For the Rifle groundwater aquifer sample selection, recovered RubisCO fragments were compared with assembled genomic scaffolds; information regarding the Illumina sequencing was described previously (Brown et al., 2015). Similar scaffolds were retrieved via in-house blastn or blastp searches using the recovered RubisCO fragment as the query and subsequently analysed in Geneious for alignments and manual ORF annotations. The RubisCO amino acid tree was made in Geneious using the Jukes–Cantor genetic distance model and the neighbour-joining tree building method. Bacillus subtilis form IV RubisCO served as the outgroup. The tree was re-sampled using bootstrapping with 100 replicates.

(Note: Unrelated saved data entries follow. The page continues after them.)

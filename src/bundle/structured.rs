// src/bundle/structured.rs

use serde_json::Value;

use crate::bundle::{BundleError, BundleParser, SettingsMap};

/// JSON bundles (`.json`)
pub struct JsonParser;

/// YAML bundles (`.yaml`, `.yml`)
pub struct YamlParser;

impl BundleParser for JsonParser {
    fn parse(&self, content: &str) -> Result<SettingsMap, BundleError> {
        let value: Value = serde_json::from_str(content)
            .map_err(|e| BundleError::Format(format!("invalid JSON: {}", e)))?;
        flatten(value)
    }
}

impl BundleParser for YamlParser {
    fn parse(&self, content: &str) -> Result<SettingsMap, BundleError> {
        let value: serde_yaml::Value = serde_yaml::from_str(content)
            .map_err(|e| BundleError::Format(format!("invalid YAML: {}", e)))?;
        // Mapping order survives the conversion (serde_json preserve_order)
        let value = serde_json::to_value(value)
            .map_err(|e| BundleError::Format(format!("unsupported YAML structure: {}", e)))?;
        flatten(value)
    }
}

/// Flattens a document that is either flat or grouped one level deep by section.
fn flatten(value: Value) -> Result<SettingsMap, BundleError> {
    let root = match value {
        Value::Object(root) => root,
        other => {
            return Err(BundleError::Format(format!(
                "top level must be an object, found {}",
                kind(&other)
            )))
        }
    };

    let mut map = SettingsMap::new();
    for (key, value) in root {
        match value {
            Value::Object(section) => {
                for (name, value) in section {
                    let scalar = scalar(&format!("{}.{}", key, name), value)?;
                    insert_checked(&mut map, &name, scalar)?;
                }
            }
            value => {
                let scalar = scalar(&key, value)?;
                insert_checked(&mut map, &key, scalar)?;
            }
        }
    }

    Ok(map)
}

fn insert_checked(map: &mut SettingsMap, name: &str, value: String) -> Result<(), BundleError> {
    if name.trim().is_empty() {
        return Err(BundleError::Format("empty variable name".to_string()));
    }
    map.insert(name, value);
    Ok(())
}

fn scalar(path: &str, value: Value) -> Result<String, BundleError> {
    let text = match value {
        Value::String(s) => s,
        Value::Number(n) => n.to_string(),
        Value::Bool(b) => b.to_string(),
        Value::Null => String::new(),
        other => {
            return Err(BundleError::Format(format!(
                "{} must be a scalar, found {}",
                path,
                kind(&other)
            )))
        }
    };

    // Values end up as KEY=value lines
    if text.contains('\n') || text.contains('\r') {
        return Err(BundleError::Format(format!("{} spans multiple lines", path)));
    }

    Ok(text)
}

fn kind(value: &Value) -> &'static str {
    match value {
        Value::Null => "null",
        Value::Bool(_) => "boolean",
        Value::Number(_) => "number",
        Value::String(_) => "string",
        Value::Array(_) => "array",
        Value::Object(_) => "object",
    }
}

#[cfg(test)]
mod tests {
    use super::*;

    #[test]
    fn flat_json_keeps_document_order() {
        let map = JsonParser
            .parse(r#"{"secret_key": "x", "DEBUG": false, "workers": 4}"#)
            .unwrap();

        assert_eq!(map.to_env_format(), "SECRET_KEY=x\nDEBUG=false\nWORKERS=4");
    }

    #[test]
    fn sectioned_json_is_flattened() {
        let map = JsonParser
            .parse(r#"{"DB": {"DATABASE_NAME": "d", "DATABASE_USER": "u"}, "SECRET_KEY": "x"}"#)
            .unwrap();

        assert_eq!(map.get("DATABASE_USER"), Some("u"));
        assert_eq!(map.keys().collect::<Vec<_>>(), vec!["DATABASE_NAME", "DATABASE_USER", "SECRET_KEY"]);
    }

    #[test]
    fn malformed_json_is_a_format_error() {
        assert!(matches!(JsonParser.parse("{\"a\": "), Err(BundleError::Format(_))));
        assert!(matches!(JsonParser.parse("[1, 2]"), Err(BundleError::Format(_))));
    }

    #[test]
    fn arrays_and_deep_nesting_are_rejected() {
        assert!(JsonParser.parse(r#"{"HOSTS": ["a", "b"]}"#).is_err());
        assert!(JsonParser.parse(r#"{"DB": {"INNER": {"X": "1"}}}"#).is_err());
    }

    #[test]
    fn multiline_values_are_rejected() {
        let err = JsonParser.parse(r#"{"KEY": "a\nb"}"#).unwrap_err();
        assert!(err.to_string().contains("multiple lines"));
    }

    #[test]
    fn yaml_bundles_parse_like_json() {
        let map = YamlParser
            .parse("SETTINGS:\n  DJANGO_SETTINGS_MODULE: app.settings\n  SECRET_KEY: x\nDEBUG: true\n")
            .unwrap();

        assert_eq!(map.to_env_format(), "DJANGO_SETTINGS_MODULE=app.settings\nSECRET_KEY=x\nDEBUG=true");
    }
}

Phylogenetic analysis of the Gallionellaceae bins (GWA2_Gallionellales_59_43, GWB2_Gallionellales_58_32) was performed using a syntenic block of 16 universal ribosomal proteins (RP) (L2, L3, L4, L5, L6, L14, L15, L16, L18, L22, L24 and S3, S8, S10, S17, S19). Each ribosomal protein (amino acid) was aligned along with 44 reference sequences using MUSCLE (Edgar, 2004) with default parameters. Alignments were manually curated to trim start and end gaps and remove ambiguously aligned regions. Individual ribosomal protein alignments were concatenated in GENEIOUS version 7 (Kearse et al., 2012). In total, the alignment of 46 sequences spanned 13 087 columns. Phylogenetic analysis of RP was inferred by raxml (Stamatakis, 2014) using the protgammagtr algorithm with a total of 100 bootstraps. raxml was called as follows:raxmlHPC-PTHREADS -f a -s input -n result -m PROTGAMMAGTR -x 777 -# 100 -p 333. Brevundimonas subvibrioides ATCC 15264 (Alphaproteobacteria) (Genbank: CP002102) was included as the root for the tree. The entire ribosomal protein alignment used in phylogenetic analysis is provided in fasta format as Supplementary Data File S1.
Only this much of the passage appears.